Known Inconsistencies

1. Call Parameters Contain Empty Strings

For COMPUTATION_CALL, the parameters field contains [''] (array with empty string) instead of: - Empty array [] when no arguments, OR - Actual argument expressions when there are arguments

Current behavior:

│ go   │ call_expression   │ fmt.Println │ [''] │ fmt.Println("Hello world!") │
│ java │ method_invocation │ println     │ [''] │ System.out.println("Hello") │

Expected: parameters should contain ['"Hello world!"'] or []

2. Method Call Names Are Empty

For method calls like obj.method(): - name is empty across ALL languages - signature_type contains the full expression obj.method

Workaround: Use signature_type LIKE '%.methodname'

3. Lua Parameter Extraction Missing

Lua functions show parameters = [] even when they have parameters:

│ lua │ function_declaration │ fact │ [] │ function fact(n)      │
│ lua │ function_declaration │ fact │ [] │ function fact(n, acc) │

Expected: parameters should be ['n'] and ['n', 'acc']

4. qualified_name — Scope-Based Definition Path

The qualified_name field is populated for all named definition nodes across all languages. It provides a scope-based path that disambiguates nodes with the same name.

Format: LIST(STRUCT(semantic_type SEMANTIC_TYPE, name VARCHAR, index INTEGER)). One element per scope level, outermost → innermost.

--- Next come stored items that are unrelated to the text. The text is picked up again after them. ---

use std::{
    fs,
    path::{Path, PathBuf},
};

use anyhow::Context;
use config::{Config, Environment, File};
use serde::Deserialize;

pub const DEFAULT_DATABASE_URL: &str = "sqlite://./data/crm.db";

#[derive(Debug, Clone, Deserialize)]
pub struct Settings {
    pub bind_addr: String,
    pub database_url: String,
    pub total_fees: i64,
    /// Empty means a random per-process secret; sessions then die with the process.
    #[serde(default)]
    pub session_secret: String,
    pub session_ttl_seconds: i64,
    pub require_session: bool,
    #[serde(default)]
    pub static_dir: Option<String>,
}

impl Default for Settings {
    fn default() -> Self {
        Self {
            bind_addr: "127.0.0.1:3000".into(),
            database_url: DEFAULT_DATABASE_URL.into(),
            total_fees: 100_000,
            session_secret: String::new(),
            session_ttl_seconds: 12 * 60 * 60,
            require_session: true,
            static_dir: Some("build".into()),
        }
    }
}

/// Defaults, then `server.toml` if present, then `APP__*` variables, then the
/// legacy bare variables.
pub fn load_settings() -> anyhow::Result<Settings> {
    load_settings_from(Path::new("server"))
}

pub fn load_settings_from(file_stem: &Path) -> anyhow::Result<Settings> {
    let defaults = Settings::default();
    let mut builder = Config::builder()
        .set_default("bind_addr", defaults.bind_addr)?
        .set_default("database_url", defaults.database_url)?
        .set_default("total_fees", defaults.total_fees)?
        .set_default("session_secret", defaults.session_secret)?
        .set_default("session_ttl_seconds", defaults.session_ttl_seconds)?
        .set_default("require_session", defaults.require_session)?
        .set_default("static_dir", defaults.static_dir)?
        .add_source(File::from(file_stem).required(false))
        .add_source(
            Environment::with_prefix("APP")
                .prefix_separator("__")
                .try_parsing(true),
        );

    if let Ok(port) = std::env::var("PORT") {
        builder = builder.set_override("bind_addr", format!("0.0.0.0:{}", port.trim()))?;
    }
    if let Ok(url) = std::env::var("DATABASE_URL") {
        builder = builder.set_override("database_url", url)?;
    }
    if let Ok(secret) = std::env::var("SESSION_SECRET") {
        builder = builder.set_override("session_secret", secret)?;
    }

    let settings: Settings = builder
        .build()
        .context("failed to assemble configuration")?
        .try_deserialize()
        .context("invalid configuration")?;
    settings.validate()?;
    Ok(settings)
}

impl Settings {
    fn validate(&self) -> anyhow::Result<()> {
        if self.total_fees <= 0 {
            anyhow::bail!("total_fees must be positive, got {}", self.total_fees);
        }
        if self.session_ttl_seconds <= 0 {
            anyhow::bail!("session_ttl_seconds must be positive");
        }
        Ok(())
    }

    pub fn static_root(&self) -> Option<PathBuf> {
        self.static_dir
            .as_deref()
            .map(str::trim)
            .filter(|dir| !dir.is_empty())
            .map(PathBuf::from)
    }
}

pub fn prepare_database_url(raw_database_url: &str) -> anyhow::Result<String> {
    let database_url = normalize_database_url(raw_database_url);
    ensure_parent_dir_exists(&database_url)?;
    Ok(database_url)
}

fn normalize_database_url(raw_database_url: &str) -> String {
    let raw_database_url = raw_database_url.trim();

    if raw_database_url.is_empty() {
        return DEFAULT_DATABASE_URL.to_string();
    }
    if raw_database_url.starts_with("sqlite::memory:") {
        return raw_database_url.to_string();
    }

    if let Some(path) = raw_database_url.strip_prefix("sqlite://") {
        let path = path.replace('\\', "/");
        if is_windows_drive_path(&path) {
            return format!("sqlite:{path}");
        }
        return format!("sqlite://{path}");
    }

    if raw_database_url.contains("://") {
        return raw_database_url.to_string();
    }

    if let Some(path) = raw_database_url.strip_prefix("sqlite:") {
        let path = path.replace('\\', "/");
        if is_windows_drive_path(&path) {
            return format!("sqlite:{path}");
        }
        return format!("sqlite://{path}");
    }

    let path = raw_database_url.replace('\\', "/");
    if is_windows_drive_path(&path) {
        return format!("sqlite:{path}");
    }
    format!("sqlite://{path}")
}

fn is_windows_drive_path(path: &str) -> bool {
    let bytes = path.as_bytes();
    bytes.len() >= 3 && bytes[0].is_ascii_alphabetic() && bytes[1] == b':' && bytes[2] == b'/'
}

fn ensure_parent_dir_exists(database_url: &str) -> anyhow::Result<()> {
    let Some(path) = sqlite_path(database_url) else {
        return Ok(());
    };

    let Some(parent) = path.parent() else {
        return Ok(());
    };

    fs::create_dir_all(parent).with_context(|| {
        format!(
            "failed to create parent directory '{}' for database url '{database_url}'",
            parent.display()
        )
    })?;

    Ok(())
}

fn sqlite_path(database_url: &str) -> Option<PathBuf> {
    if database_url.starts_with("sqlite::memory:") || !database_url.starts_with("sqlite:") {
        return None;
    }

    let path = database_url
        .trim_start_matches("sqlite://")
        .trim_start_matches("sqlite:")
        .split('?')
        .next()
        .unwrap_or_default();

    if path.is_empty() {
        return None;
    }

    Some(Path::new(path).to_path_buf())
}

#[cfg(test)]
#[path = "tests/config_tests.rs"]
mod tests;
/// A user row together with its credential hash. Never leaves the server.
#[derive(Debug, Clone)]
pub struct StoredCredentials {
    pub user: User,
    pub password_hash: String,
}

const CANDIDATE_COLUMNS: &str = "id, batch_id, executive_id, status, payment_status, notes, \
     personal_details, contact_details, address_details, travel_details, documents, \
     payment_history, created_at, updated_at";

impl Storage {
    pub async fn new(database_url: &str) -> Result<Self> {
        ensure_sqlite_parent_dir_exists(database_url)?;

        let connect_options = SqliteConnectOptions::from_str(database_url)?
            .create_if_missing(true)
            .busy_timeout(Duration::from_secs(5));
        // every in-memory connection is a separate database
        let pool_options = if database_url.contains(":memory:") {
            SqlitePoolOptions::new()
                .max_connections(1)
                .idle_timeout(None)
                .max_lifetime(None)
        } else {
            SqlitePoolOptions::new().max_connections(5)
        };
        let pool = pool_options.connect_with(connect_options).await?;
        sqlx::migrate!("./migrations").run(&pool).await?;
        Ok(Self { pool })
    }

    pub fn pool(&self) -> &Pool<Sqlite> {
        &self.pool
    }

    pub async fn health_check(&self) -> Result<()> {
        let _: i64 = sqlx::query_scalar("SELECT 1")
            .fetch_one(&self.pool)
            .await
            .context("sqlite ping failed")?;
        Ok(())
    }

    /// True when the core tables exist.
    pub async fn schema_ready(&self) -> Result<bool> {
        let tables: i64 = sqlx::query_scalar(
            "SELECT COUNT(*) FROM sqlite_master
             WHERE type = 'table' AND name IN ('users', 'batches', 'candidates', 'audit_logs')",
        )
        .fetch_one(&self.pool)
        .await
        .context("failed to inspect sqlite schema")?;
        Ok(tables == 4)
    }

    pub async fn upsert_user(&self, user: &User, password_hash: &str) -> Result<()> {
        sqlx::query(
            "INSERT INTO users (id, username, name, role, is_active, password_hash)
             VALUES (?, ?, ?, ?, ?, ?)
             ON CONFLICT(id) DO UPDATE SET
                username = excluded.username,
                name = excluded.name,
                role = excluded.role,
                is_active = excluded.is_active,
                password_hash = excluded.password_hash",
        )
        .bind(user.id.as_str())
        .bind(&user.username)
        .bind(&user.name)
        .bind(user.role.as_str())
        .bind(user.is_active)
        .bind(password_hash)
        .execute(&self.pool)
        .await
        .with_context(|| format!("failed to save user {}", user.id))?;
        Ok(())
    }

    /// Updates everything except username and credentials. Returns false for unknown ids.
    pub async fn update_user_profile(&self, user: &User) -> Result<bool> {
        let result = sqlx::query("UPDATE users SET name = ?, role = ?, is_active = ? WHERE id = ?")
            .bind(&user.name)
            .bind(user.role.as_str())
            .bind(user.is_active)
            .bind(user.id.as_str())
            .execute(&self.pool)
            .await
            .with_context(|| format!("failed to update user {}", user.id))?;
        Ok(result.rows_affected() > 0)
    }

    pub async fn delete_user(&self, user_id: &UserId) -> Result<bool> {
        let result = sqlx::query("DELETE FROM users WHERE id = ?")
            .bind(user_id.as_str())
            .execute(&self.pool)
            .await?;
        Ok(result.rows_affected() > 0)
    }

    pub async fn list_users(&self) -> Result<Vec<User>> {
        let rows = sqlx::query("SELECT id, username, name, role, is_active FROM users ORDER BY role, name")
            .fetch_all(&self.pool)
            .await?;
        rows.iter().map(user_from_row).collect()
    }

    pub async fn get_user(&self, user_id: &UserId) -> Result<Option<User>> {
        let row = sqlx::query("SELECT id, username, name, role, is_active FROM users WHERE id = ?")
            .bind(user_id.as_str())
            .fetch_optional(&self.pool)
            .await?;
        row.as_ref().map(user_from_row).transpose()
    }

    pub async fn find_credentials(&self, username: &str) -> Result<Option<StoredCredentials>> {
        let row = sqlx::query(
            "SELECT id, username, name, role, is_active, password_hash FROM users WHERE username = ?",
        )
        .bind(username)
        .fetch_optional(&self.pool)
        .await?;
        row.map(|r| {
            Ok(StoredCredentials {
                user: user_from_row(&r)?,
                password_hash: r.get::<String, _>("password_hash"),
            })
        })
        .transpose()
    }

    /// Whether `username` belongs to a user other than `except`.
    pub async fn username_taken(&self, username: &str, except: &UserId) -> Result<bool> {
        let count: i64 = sqlx::query_scalar("SELECT COUNT(*) FROM users WHERE username = ? AND id != ?")
            .bind(username)
            .bind(except.as_str())
            .fetch_one(&self.pool)
            .await?;
        Ok(count > 0)
    }

    pub async fn count_users(&self) -> Result<i64> {
        Ok(sqlx::query_scalar("SELECT COUNT(*) FROM users")
            .fetch_one(&self.pool)
            .await?)
    }

    /// Replaces the whole row, like `REPLACE INTO`.
    pub async fn upsert_batch(&self, batch: &Batch) -> Result<()> {
        sqlx::query(
            "INSERT INTO batches (id, name, max_seats, created_at) VALUES (?, ?, ?, ?)
             ON CONFLICT(id) DO UPDATE SET
                name = excluded.name,
                max_seats = excluded.max_seats,
                created_at = excluded.created_at",
        )
        .bind(batch.id.as_str())
        .bind(&batch.name)
        .bind(i64::from(batch.max_seats))
        .bind(batch.created_at)
        .execute(&self.pool)
        .await
        .with_context(|| format!("failed to save batch {}", batch.id))?;
        Ok(())
    }

    pub async fn delete_batch(&self, batch_id: &BatchId) -> Result<bool> {
        let result = sqlx::query("DELETE FROM batches WHERE id = ?")
            .bind(batch_id.as_str())
            .execute(&self.pool)
            .await?;
        Ok(result.rows_affected() > 0)
    }

    pub async fn list_batches(&self) -> Result<Vec<Batch>> {
        let rows = sqlx::query("SELECT id, name, max_seats, created_at FROM batches ORDER BY created_at, id")
            .fetch_all(&self.pool)
            .await?;
        rows.iter().map(batch_from_row).collect()
    }

    pub async fn get_batch(&self, batch_id: &BatchId) -> Result<Option<Batch>> {
        let row = sqlx::query("SELECT id, name, max_seats, created_at FROM batches WHERE id = ?")
            .bind(batch_id.as_str())
            .fetch_optional(&self.pool)
            .await?;
        row.as_ref().map(batch_from_row).transpose()
    }

    /// Insert or overwrite by id. `created_at` and `executive_id` of an
    /// existing row are kept.
    pub async fn upsert_candidate(&self, candidate: &Candidate) -> Result<()> {
        candidate_upsert(candidate)?
            .execute(&self.pool)
            .await
            .with_context(|| format!("failed to save candidate {}", candidate.id))?;
        Ok(())
    }

    pub async fn get_candidate(&self, candidate_id: &CandidateId) -> Result<Option<Candidate>> {
        let row = sqlx::query(&format!("SELECT {CANDIDATE_COLUMNS} FROM candidates WHERE id = ?"))
            .bind(candidate_id.as_str())
            .fetch_optional(&self.pool)
            .await?;
        row.as_ref().map(candidate_from_row).transpose()
    }

    pub async fn list_candidates(&self) -> Result<Vec<Candidate>> {
        let rows = sqlx::query(&format!(
            "SELECT {CANDIDATE_COLUMNS} FROM candidates ORDER BY created_at DESC, id"
        ))
        .fetch_all(&self.pool)
        .await?;
        rows.iter().map(candidate_from_row).collect()
    }

    /// Read-modify-write of one candidate under `BEGIN IMMEDIATE`, so
    /// concurrent writers queue on the write lock instead of failing or
    /// overwriting each other. `prepare` sees the stored row (if any); its
    /// `Err` rolls back and is handed back untouched.
    pub async fn write_candidate<E, F>(
        &self,
        candidate_id: &CandidateId,
        prepare: F,
    ) -> Result<std::result::Result<Candidate, E>>
    where
        F: FnOnce(Option<Candidate>) -> std::result::Result<Candidate, E>,
    {
        let mut tx = self
            .pool
            .begin_with("BEGIN IMMEDIATE")
            .await
            .context("failed to open write transaction")?;
        let row = sqlx::query(&format!("SELECT {CANDIDATE_COLUMNS} FROM candidates WHERE id = ?"))
            .bind(candidate_id.as_str())
            .fetch_optional(&mut *tx)
            .await?;
        let existing = row.as_ref().map(candidate_from_row).transpose()?;

        let candidate = match prepare(existing) {
            Ok(candidate) => candidate,
            Err(rejected) => {
                tx.rollback().await?;
                return Ok(Err(rejected));
            }
        };
        candidate_upsert(&candidate)?
            .execute(&mut *tx)
            .await
            .with_context(|| format!("failed to save candidate {}", candidate.id))?;
        tx.commit().await?;
        Ok(Ok(candidate))
    }

    pub async fn insert_audit_log(&self, log: &AuditLog) -> Result<()> {
        sqlx::query(
            "INSERT INTO audit_logs (id, timestamp, action, user_id, user_name, details)
             VALUES (?, ?, ?, ?, ?, ?)",
        )
        .bind(log.id.as_str())
        .bind(log.timestamp)
        .bind(&log.action)
        .bind(log.user_id.as_str())
        .bind(&log.user_name)
        .bind(&log.details)
        .execute(&self.pool)
        .await
        .context("failed to write audit log")?;
        Ok(())
    }

    /// Newest first.
    pub async fn list_audit_logs(&self, limit: u32) -> Result<Vec<AuditLog>> {
        let rows = sqlx::query(
            "SELECT id, timestamp, action, user_id, user_name, details
             FROM audit_logs
             ORDER BY timestamp DESC, rowid DESC
             LIMIT ?",
        )
        .bind(limit)
        .fetch_all(&self.pool)
        .await?;
        Ok(rows
            .into_iter()
            .map(|r| AuditLog {
                id: AuditLogId(r.get::<String, _>(0)),
                timestamp: r.get::<i64, _>(1),
                action: r.get::<String, _>(2),
                user_id: UserId(r.get::<String, _>(3)),
                user_name: r.get::<String, _>(4),
                details: r.get::<String, _>(5),
            })
            .collect())
    }
}
use serde::Serialize;
use serde_json::Value;
use shared::{
    error::{ApiError, ErrorCode},
    protocol::{Ack, ActionRequest, CandidateSaved, KNOWN_ACTIONS},
};
use storage::Storage;
use tracing::debug;

pub mod audit;
pub mod auth;
pub mod batches;
pub mod candidates;
pub mod dashboard;
pub mod session;
pub mod users;

use session::SessionConfig;

#[derive(Debug, Clone)]
pub struct ApiSettings {
    /// Course fee every candidate's ledger is reconciled against.
    pub total_fees: i64,
    pub require_session: bool,
    pub bcrypt_cost: u32,
}

impl Default for ApiSettings {
    fn default() -> Self {
        Self {
            total_fees: 100_000,
            require_session: true,
            bcrypt_cost: bcrypt::DEFAULT_COST,
        }
    }
}

#[derive(Clone)]
pub struct ApiContext {
    pub storage: Storage,
    pub settings: ApiSettings,
    pub sessions: SessionConfig,
}

/// Decodes a raw action body, telling unknown actions apart from malformed payloads.
pub fn parse_request(body: Value) -> Result<ActionRequest, ApiError> {
    let action = match body.get("action") {
        Some(Value::String(action)) => action.clone(),
        _ => return Err(ApiError::validation("missing action")),
    };
    if !KNOWN_ACTIONS.contains(&action.as_str()) {
        return Err(ApiError::validation(format!("Unknown action: {action}")));
    }
    serde_json::from_value(body)
        .map_err(|e| ApiError::validation(format!("invalid {action} payload: {e}")))
}

pub async fn dispatch(ctx: &ApiContext, bearer: Option<&str>, request: ActionRequest) -> Result<Value, ApiError> {
    let access = auth::required_access(&request);
    let actor = match access {
        auth::Access::Public => None,
        _ => auth::resolve_actor(ctx, bearer).await?,
    };
    let actor = actor.as_ref();
    auth::authorize(actor, access)?;
    debug!(action = request.name(), actor = ?actor.map(|a| a.id.as_str()), "dispatch");

    match request {
        ActionRequest::Login { username, password } => to_value(auth::login(ctx, &username, &password).await?),
        ActionRequest::GetCandidates { .. } => {
            let query = request.candidate_query().unwrap_or_default();
            to_value(candidates::list_candidates(ctx, actor, &query).await?)
        }
        ActionRequest::GetCandidate { id } => to_value(candidates::get_candidate(ctx, actor, &id).await?),
        ActionRequest::SaveCandidate { candidate } => {
            let saved = candidates::save_candidate(ctx, actor, candidate).await?;
            to_value(CandidateSaved::new(saved))
        }
        ActionRequest::RecordPayment {
            candidate_id,
            amount,
            utr,
            screenshot,
        } => {
            let saved = candidates::record_payment(ctx, actor, &candidate_id, amount, &utr, screenshot).await?;
            to_value(CandidateSaved::new(saved))
        }
        ActionRequest::GetBatches => to_value(batches::list_batches(ctx).await?),
        ActionRequest::GetBatchOccupancy => to_value(batches::batch_occupancy(ctx).await?),
        ActionRequest::SaveBatch { batch } => {
            batches::save_batch(ctx, actor, batch).await?;
            to_value(Ack::success())
        }
        ActionRequest::DeleteBatch { id } => {
            batches::delete_batch(ctx, actor, &id).await?;
            to_value(Ack::success())
        }
        ActionRequest::GetUsers => to_value(users::list_users(ctx).await?),
        ActionRequest::SaveUser { user, password } => {
            users::save_user(ctx, actor, user, password.as_deref()).await?;
            to_value(Ack::success())
        }
        ActionRequest::DeleteUser { id } => {
            users::delete_user(ctx, actor, &id).await?;
            to_value(Ack::success())
        }
        ActionRequest::GetAuditLogs { limit } => to_value(audit::list(ctx, limit).await?),
        ActionRequest::GetDashboard { range, start, end } => to_value(
            dashboard::dashboard(ctx, actor, range, start.as_deref(), end.as_deref()).await?,
        ),
    }
}

fn to_value<T: Serialize>(value: T) -> Result<Value, ApiError> {
    serde_json::to_value(value).map_err(|e| ApiError::new(ErrorCode::Internal, format!("encode failed: {e}")))
}

pub(crate) fn internal(err: anyhow::Error) -> ApiError {
    ApiError::new(ErrorCode::Internal, err.to_string())
}

#[cfg(test)]
#[path = "tests/lib_tests.rs"]
mod tests;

Example Code qualified_name (as struct list) ast_qualified_name_as_string()
Top-level def process(): [{function, process, 1}] F[process]
class User: def __init__(): [{class, User, 1}, {function, __init__, 1}] C[User] F[__init__]
Nested class → class → init [{class, Account, 1}, {class, Settings, 1}, {function, __init__, 1}] C[Account] C[Settings] F[__init__]
def outer(): def inner(): [{function, outer, 1}, {function, inner, 1}] F[outer] F[inner]
Two x = ... in same scope [{variable, x, 1}], [{variable, x, 2}] V[x], V[x][2]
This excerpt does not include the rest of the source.